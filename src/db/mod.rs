pub(crate) mod models;
pub(crate) mod types;

use std::time::Duration;

use sqlx::postgres::{PgConnectOptions, PgPoolOptions};
use sqlx::{ConnectOptions, PgPool};

use crate::core::config::Settings;

pub(crate) async fn init_pool(settings: &Settings) -> Result<PgPool, sqlx::Error> {
    let database_url = settings.database().database_url();
    let mut connect_options: PgConnectOptions = database_url.parse()?;

    connect_options = connect_options
        .application_name("examdesk")
        .log_statements(tracing::log::LevelFilter::Off);

    PgPoolOptions::new()
        .max_connections(30)
        .min_connections(1)
        .acquire_timeout(Duration::from_secs(30))
        .test_before_acquire(true)
        .connect_with(connect_options)
        .await
}

pub(crate) async fn run_migrations(pool: &PgPool) -> Result<(), sqlx::Error> {
    sqlx::migrate!("./migrations").run(pool).await?;
    Ok(())
}
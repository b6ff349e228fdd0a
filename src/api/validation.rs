use crate::api::errors::ApiError;

pub(crate) const MIN_PASSWORD_LEN: usize = 8;

pub(crate) fn validate_password_len(password: &str) -> Result<(), ApiError> {
    if password.chars().count() >= MIN_PASSWORD_LEN {
        Ok(())
    } else {
        Err(ApiError::BadRequest(format!(
            "Password must be at least {MIN_PASSWORD_LEN} characters long"
        )))
    }
}

pub(crate) fn validate_username(username: &str) -> Result<(), ApiError> {
    let valid = (3..=32).contains(&username.len())
        && username.chars().all(|c| c.is_ascii_alphanumeric() || matches!(c, '_' | '.' | '-'));
    if valid {
        Ok(())
    } else {
        Err(ApiError::BadRequest(
            "Username must be 3-32 characters of letters, digits, '_', '.' or '-'".to_string(),
        ))
    }
}

#[cfg(test)]
mod tests {
    use super::*;

    #[test]
    fn short_passwords_are_rejected() {
        assert!(validate_password_len("seven77").is_err());
        assert!(validate_password_len("eight888").is_ok());
    }

    #[test]
    fn usernames_allow_limited_punctuation() {
        assert!(validate_username("student_1.a-b").is_ok());
        assert!(validate_username("ab").is_err());
        assert!(validate_username("has space").is_err());
    }
}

= = = = = = =

§ Your objective
Beginning at the line with "use std::time::Duration;" and stopping after the line with "use crate::api::errors::ApiError;", please write out every line of the data above exactly and nothing else.

§ Solution to this task
use std::time::Duration;

use sqlx::postgres::{PgConnectOptions, PgPoolOptions};
use sqlx::{ConnectOptions, PgPool};

use crate::core::config::Settings;

pub(crate) async fn init_pool(settings: &Settings) -> Result<PgPool, sqlx::Error> {
    let database_url = settings.database().database_url();
    let mut connect_options: PgConnectOptions = database_url.parse()?;

    connect_options = connect_options
        .application_name("examdesk")
        .log_statements(tracing::log::LevelFilter::Off);

    PgPoolOptions::new()
        .max_connections(30)
        .min_connections(1)
        .acquire_timeout(Duration::from_secs(30))
        .test_before_acquire(true)
        .connect_with(connect_options)
        .await
}

pub(crate) async fn run_migrations(pool: &PgPool) -> Result<(), sqlx::Error> {
    sqlx::migrate!("./migrations").run(pool).await?;
    Ok(())
}
repository b6ff349e228fdd0a
filename src/api/validation.rs
use crate::api::errors::ApiError;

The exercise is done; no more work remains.